* Goal of the exercise *
Print out the data below with every line intact.

Provided records section start

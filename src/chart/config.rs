//! Serializable chart configuration in the shape Chart.js 2.x consumes:
//! `{type, data: {labels, datasets}, options: {...}}`.

use serde::Serialize;

/// Decimal places shown for values in hover tooltips.
pub const TOOLTIP_DECIMALS: usize = 6;

#[derive(Debug, Clone, PartialEq, Serialize)]
pub struct ChartConfig {
    #[serde(rename = "type")]
    pub kind: &'static str,
    pub data: ChartData,
    pub options: ChartOptions,
}

#[derive(Debug, Clone, PartialEq, Serialize)]
pub struct ChartData {
    pub labels: Vec<i32>,
    pub datasets: Vec<LineDataset>,
}

#[derive(Debug, Clone, PartialEq, Serialize)]
#[serde(rename_all = "camelCase")]
pub struct LineDataset {
    pub label: String,
    pub line_tension: f64,
    pub fill: bool,
    pub background_color: String,
    pub border_color: String,
    pub data: Vec<f64>,
    pub border_width: u32,
}

#[derive(Debug, Clone, PartialEq, Serialize)]
#[serde(rename_all = "camelCase")]
pub struct ChartOptions {
    pub responsive: bool,
    pub maintain_aspect_ratio: bool,
    pub title: Title,
    pub legend: Legend,
    pub scales: Scales,
}

#[derive(Debug, Clone, PartialEq, Serialize)]
pub struct Title {
    pub display: bool,
    pub text: Option<String>,
}

#[derive(Debug, Clone, PartialEq, Serialize)]
pub struct Legend {
    pub display: bool,
}

#[derive(Debug, Clone, PartialEq, Serialize)]
#[serde(rename_all = "camelCase")]
pub struct Scales {
    pub x_axes: Vec<Axis>,
    pub y_axes: Vec<Axis>,
}

#[derive(Debug, Clone, PartialEq, Serialize)]
#[serde(rename_all = "camelCase")]
pub struct Axis {
    pub scale_label: ScaleLabel,
    pub ticks: Ticks,
}

#[derive(Debug, Clone, PartialEq, Serialize)]
#[serde(rename_all = "camelCase")]
pub struct ScaleLabel {
    pub display: bool,
    pub label_string: String,
}

#[derive(Debug, Clone, PartialEq, Serialize)]
#[serde(rename_all = "camelCase")]
pub struct Ticks {
    pub max_ticks_limit: u32,
    #[serde(skip_serializing_if = "Option::is_none")]
    pub begin_at_zero: Option<bool>,
    #[serde(skip_serializing_if = "Option::is_none")]
    pub integer_steps: Option<bool>,
}

impl Axis {
    pub fn labelled(label: impl Into<String>, ticks: Ticks) -> Self {
        Axis {
            scale_label: ScaleLabel {
                display: true,
                label_string: label.into(),
            },
            ticks,
        }
    }
}

impl ChartConfig {
    pub fn x_axis(&self) -> Option<&Axis> {
        self.options.scales.x_axes.first()
    }

    pub fn y_axis(&self) -> Option<&Axis> {
        self.options.scales.y_axes.first()
    }

    /// Hover text for a point: `"<label>: <value>"`, or just the value when
    /// the dataset has no label.
    pub fn tooltip_label(&self, dataset_index: usize, value: f64) -> String {
        let label = self
            .data
            .datasets
            .get(dataset_index)
            .map(|d| d.label.as_str())
            .unwrap_or("");
        if label.is_empty() {
            format!("{value:.prec$}", prec = TOOLTIP_DECIMALS)
        } else {
            format!("{label}: {value:.prec$}", prec = TOOLTIP_DECIMALS)
        }
    }

    pub fn to_json(&self) -> serde_json::Result<String> {
        serde_json::to_string(self)
    }

    pub fn to_json_pretty(&self) -> serde_json::Result<String> {
        serde_json::to_string_pretty(self)
    }
}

Provided records section end

* Result of this task *
filename src/chart/config.rs
//! Serializable chart configuration in the shape Chart.js 2.x consumes:
//! `{type, data: {labels, datasets}, options: {...}}`.

use serde::Serialize;

/// Decimal places shown for values in hover tooltips.
pub const TOOLTIP_DECIMALS: usize = 6;

#[derive(Debug, Clone, PartialEq, Serialize)]
pub struct ChartConfig {
    #[serde(rename = "type")]
    pub kind: &'static str,
    pub data: ChartData,
    pub options: ChartOptions,
}

#[derive(Debug, Clone, PartialEq, Serialize)]
pub struct ChartData {
    pub labels: Vec<i32>,
    pub datasets: Vec<LineDataset>,
}

#[derive(Debug, Clone, PartialEq, Serialize)]
#[serde(rename_all = "camelCase")]
pub struct LineDataset {
    pub label: String,
    pub line_tension: f64,
    pub fill: bool,
    pub background_color: String,
    pub border_color: String,
    pub data: Vec<f64>,
    pub border_width: u32,
}

#[derive(Debug, Clone, PartialEq, Serialize)]
#[serde(rename_all = "camelCase")]
pub struct ChartOptions {
    pub responsive: bool,
    pub maintain_aspect_ratio: bool,
    pub title: Title,
    pub legend: Legend,
    pub scales: Scales,
}

#[derive(Debug, Clone, PartialEq, Serialize)]
pub struct Title {
    pub display: bool,
    pub text: Option<String>,
}

#[derive(Debug, Clone, PartialEq, Serialize)]
pub struct Legend {
    pub display: bool,
}

#[derive(Debug, Clone, PartialEq, Serialize)]
#[serde(rename_all = "camelCase")]
pub struct Scales {
    pub x_axes: Vec<Axis>,
    pub y_axes: Vec<Axis>,
}

#[derive(Debug, Clone, PartialEq, Serialize)]
#[serde(rename_all = "camelCase")]
pub struct Axis {
    pub scale_label: ScaleLabel,
    pub ticks: Ticks,
}

#[derive(Debug, Clone, PartialEq, Serialize)]
#[serde(rename_all = "camelCase")]
pub struct ScaleLabel {
    pub display: bool,
    pub label_string: String,
}

#[derive(Debug, Clone, PartialEq, Serialize)]
#[serde(rename_all = "camelCase")]
pub struct Ticks {
    pub max_ticks_limit: u32,
    #[serde(skip_serializing_if = "Option::is_none")]
    pub begin_at_zero: Option<bool>,
    #[serde(skip_serializing_if = "Option::is_none")]
    pub integer_steps: Option<bool>,
}

impl Axis {
    pub fn labelled(label: impl Into<String>, ticks: Ticks) -> Self {
        Axis {
            scale_label: ScaleLabel {
                display: true,
                label_string: label.into(),
            },
            ticks,
        }
    }
}

impl ChartConfig {
    pub fn x_axis(&self) -> Option<&Axis> {
        self.options.scales.x_axes.first()
    }

    pub fn y_axis(&self) -> Option<&Axis> {
        self.options.scales.y_axes.first()
    }

    /// Hover text for a point: `"<label>: <value>"`, or just the value when
    /// the dataset has no label.
    pub fn tooltip_label(&self, dataset_index: usize, value: f64) -> String {
        let label = self
            .data
            .datasets
            .get(dataset_index)
            .map(|d| d.label.as_str())
            .unwrap_or("");
        if label.is_empty() {
            format!("{value:.prec$}", prec = TOOLTIP_DECIMALS)
        } else {
            format!("{label}: {value:.prec$}", prec = TOOLTIP_DECIMALS)
        }
    }

    pub fn to_json(&self) -> serde_json::Result<String> {
        serde_json::to_string(self)
    }

    pub fn to_json_pretty(&self) -> serde_json::Result<String> {
        serde_json::to_string_pretty(self)
    }
}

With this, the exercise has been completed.